Initially, after several unsuccessful attempts, there was some doubt about whether Plenoxels would really work, but Yu and Fridovich-Keil pressed on. “We took a break over summer, and then one day they tried using trilinear interpolation,” said Kanazawa. “Suddenly, things started working.”
Trilinear interpolation takes the average of the neighboring blocks, instead of representing a given point in space with one block, or voxel. This smooths out the radiance field, improving the resolution of the resulting 3D rendering without the time lag of neural networks.
“By doing some tweaking, we were able to remove the neural network and really speed up the training procedure,” said Tancik. “I was not expecting these methods to be so quick. Instead of taking a full day, it can now take just a few minutes to create these very photorealistic renderings, which makes them more practical for a range of applications.”
Using Plenoxels in the real world
Plenoxels could potentially be used to create virtual and augmented reality displays. For example, unlike today’s virtual real estate tours, where the viewer is fixed in one place, a Plenoxels-created tour would enhance the experience by allowing viewers to walk around and fully explore the environment from their computer or AR/VR devices.
Consumers could also use Plenoxels to create and share personal memories, giving viewers a more immersive experience. “With this technology you can fully recover the environment you are in, so that you can re-explore it in the future,” said Tancik. “Being able to navigate the environment, or that memory, makes it feel more realistic or more tangible than a photograph or video.”
As imagined by Kanazawa, consumers would not need specialized equipment to capture these memories. “I think that this is going to be the new version of photographs or videos,” said Kanazawa. “What if you could just take those videos and explore and capture your memories in 3D, or even 4D, from your iPhone? In that sense, I think it’s very accessible.”
Because Plenoxels allow us to simulate the world, they also have potential applications within industry. Self-driving car companies could use this technology to simulate what their cars would see if they were traversing through the world. Similarly, robots could employ Plenoxels to extract the 3D geometry of the world to prevent collisions into other objects.
According to Kanazawa, Plenoxels may even be used in scientific research, perhaps in concert with technologies like remote sensing. She envisions ecologists someday using Plenoxels to survey forests in order to analyze the density of trees and the overall health of the ecosystem.

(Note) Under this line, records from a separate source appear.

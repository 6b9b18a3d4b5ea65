// ABOUTME: Runtime configuration for the weight tracking engine
// ABOUTME: Environment-overridable thresholds with validation, replacing scattered magic numbers

//! Engine configuration.
//!
//! Defaults come from [`crate::constants`]; every tunable can be overridden
//! through `WEIGHT_ENGINE_*` environment variables and the assembled
//! configuration is validated before use.

use chrono_tz::Tz;
use serde::{Deserialize, Serialize};
use thiserror::Error;

use crate::constants::{edit_window, outlier};
use crate::intelligence::compliance::StreakWeekPolicy;

/// Reference timezone used when none is configured. The deployment region's
/// civil time, not the server's.
pub const DEFAULT_REFERENCE_TIMEZONE: Tz = chrono_tz::Europe::Berlin;

/// Configuration errors.
#[derive(Debug, Error)]
pub enum EngineConfigError {
    /// A timezone name failed to parse as an IANA identifier.
    #[error("invalid timezone: {0}")]
    InvalidTimezone(String),

    /// An environment override failed to parse.
    #[error("invalid value for {0}")]
    InvalidValue(String),

    /// The assembled configuration is inconsistent.
    #[error("configuration validation failed: {0}")]
    ValidationFailed(String),
}

/// Anomaly detection tunables.
#[derive(Debug, Clone, Serialize, Deserialize)]
pub struct OutlierConfig {
    /// Maximum plausible weight change in kg per elapsed calendar day.
    pub max_daily_change_kg: f64,
}

/// Creation-window tunables for patient-authored entries.
#[derive(Debug, Clone, Serialize, Deserialize)]
pub struct BackfillConfig {
    /// How far back a patient may date a new measurement, in days.
    /// Caregiver backfill limits are enforced by the authorization layer,
    /// not by this engine.
    pub patient_backfill_days: i64,
}

/// Weekly-compliance tunables.
#[derive(Debug, Clone, Serialize, Deserialize)]
pub struct StreakConfig {
    /// Whether the in-progress week participates in the current streak.
    pub week_policy: StreakWeekPolicy,
}

/// Top-level engine configuration.
#[derive(Debug, Clone, Serialize, Deserialize)]
pub struct EngineConfig {
    /// Civil timezone every date decision is made in.
    pub reference_timezone: Tz,
    /// Anomaly detection tunables.
    pub outlier: OutlierConfig,
    /// Creation-window tunables.
    pub backfill: BackfillConfig,
    /// Weekly-compliance tunables.
    pub streak: StreakConfig,
}

impl Default for EngineConfig {
    fn default() -> Self {
        Self {
            reference_timezone: DEFAULT_REFERENCE_TIMEZONE,
            outlier: OutlierConfig {
                max_daily_change_kg: outlier::MAX_PLAUSIBLE_DAILY_CHANGE_KG,
            },
            backfill: BackfillConfig {
                patient_backfill_days: edit_window::PATIENT_BACKFILL_DAYS,
            },
            streak: StreakConfig {
                week_policy: StreakWeekPolicy::IncludeCurrentWeek,
            },
        }
    }
}

impl EngineConfig {
    /// Load configuration from environment variables, falling back to
    /// defaults for anything unset.
    pub fn from_environment() -> Result<Self, EngineConfigError> {
        let mut config = Self::default();

        if let Ok(val) = std::env::var("WEIGHT_ENGINE_TIMEZONE") {
            config.reference_timezone = val
                .parse()
                .map_err(|_| EngineConfigError::InvalidTimezone(val))?;
        }

        if let Ok(val) = std::env::var("WEIGHT_ENGINE_MAX_DAILY_CHANGE_KG") {
            config.outlier.max_daily_change_kg = val.parse().map_err(|_| {
                EngineConfigError::InvalidValue("WEIGHT_ENGINE_MAX_DAILY_CHANGE_KG".into())
            })?;
        }

        if let Ok(val) = std::env::var("WEIGHT_ENGINE_PATIENT_BACKFILL_DAYS") {
            config.backfill.patient_backfill_days = val.parse().map_err(|_| {
                EngineConfigError::InvalidValue("WEIGHT_ENGINE_PATIENT_BACKFILL_DAYS".into())
            })?;
        }

        if let Ok(val) = std::env::var("WEIGHT_ENGINE_STREAK_WEEK_POLICY") {
            config.streak.week_policy = match val.as_str() {
                "include_current_week" => StreakWeekPolicy::IncludeCurrentWeek,
                "completed_weeks_only" => StreakWeekPolicy::CompletedWeeksOnly,
                _ => {
                    return Err(EngineConfigError::InvalidValue(
                        "WEIGHT_ENGINE_STREAK_WEEK_POLICY".into(),
                    ))
                }
            };
        }

        config.validate()?;
        Ok(config)
    }

    /// Validate configuration values.
    pub fn validate(&self) -> Result<(), EngineConfigError> {
        if self.outlier.max_daily_change_kg <= 0.0 {
            return Err(EngineConfigError::ValidationFailed(
                "max_daily_change_kg must be > 0".into(),
            ));
        }

        if self.backfill.patient_backfill_days < 0 {
            return Err(EngineConfigError::ValidationFailed(
                "patient_backfill_days must be >= 0".into(),
            ));
        }

        Ok(())
    }
}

Looking ahead to machine learning
Kanazawa noted that although this study showed that Plenoxels-based technology does not need neural networks to convert photographs into an explorable 3D world, AI might be needed if people wish to use the technology for tasks that require learning. She believes this is the next step for Plenoxels.
“I think the next interesting thing will be to incorporate learning into this process, so that you can do similar things with far fewer pictures, far fewer observations,” said Kanazawa. “We use our previous experience about the world to perceive new images. This is where the real machine learning comes in. And now that we’ve made the 3D rendering process more practical, we can start thinking about it.”
The Plenoxels project is supported in part by the CONIX Research Center, Google, Office of Naval Research, National Science Foundation and the Defense Advanced Research Projects Agency.